* EXERCISE GOAL: When you reach the line containing "pub fn init_metrics()" in the entries below, please begin setting down lines exactly, stop only after the last one, and add nothing else.
◇ ◇ ◇ ◇
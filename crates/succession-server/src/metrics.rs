// Metrics module for observability
// Describes the counters and gauges recorded by the election and registry crates

use metrics::{describe_counter, describe_gauge, gauge};

/// Initialize all metric descriptions
/// Should be called once at application startup
pub fn init_metrics() {
    // Election metrics
    describe_counter!(
        "succession_elections_total",
        "Total number of completed election rounds, labelled by outcome"
    );
    describe_counter!(
        "succession_predecessor_races_total",
        "Total number of predecessors that vanished before a watch could be armed"
    );

    // Registry metrics
    describe_counter!(
        "succession_registry_rescans_total",
        "Total number of registry rescans"
    );
    describe_gauge!(
        "succession_registry_addresses",
        "Number of addresses in the latest registry view"
    );

    // Cluster metrics
    describe_gauge!(
        "succession_cluster_participants",
        "Number of participants whose session is still connected"
    );

    tracing::info!("Metrics initialized");
}

/// Update the connected participant count
pub fn set_cluster_participants(count: usize) {
    gauge!("succession_cluster_participants").set(count as f64);
}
◇ ◇ ◇ ◇
* ANSWER TO THE PROBLEM:
pub fn init_metrics() {
    // Election metrics
    describe_counter!(
        "succession_elections_total",
        "Total number of completed election rounds, labelled by outcome"
    );
    describe_counter!(
        "succession_predecessor_races_total",
        "Total number of predecessors that vanished before a watch could be armed"
    );

    // Registry metrics
    describe_counter!(
        "succession_registry_rescans_total",
        "Total number of registry rescans"
    );
    describe_gauge!(
        "succession_registry_addresses",
        "Number of addresses in the latest registry view"
    );

    // Cluster metrics
    describe_gauge!(
        "succession_cluster_participants",
        "Number of participants whose session is still connected"
    );

    tracing::info!("Metrics initialized");
}

/// Update the connected participant count
pub fn set_cluster_participants(count: usize) {
    gauge!("succession_cluster_participants").set(count as f64);
}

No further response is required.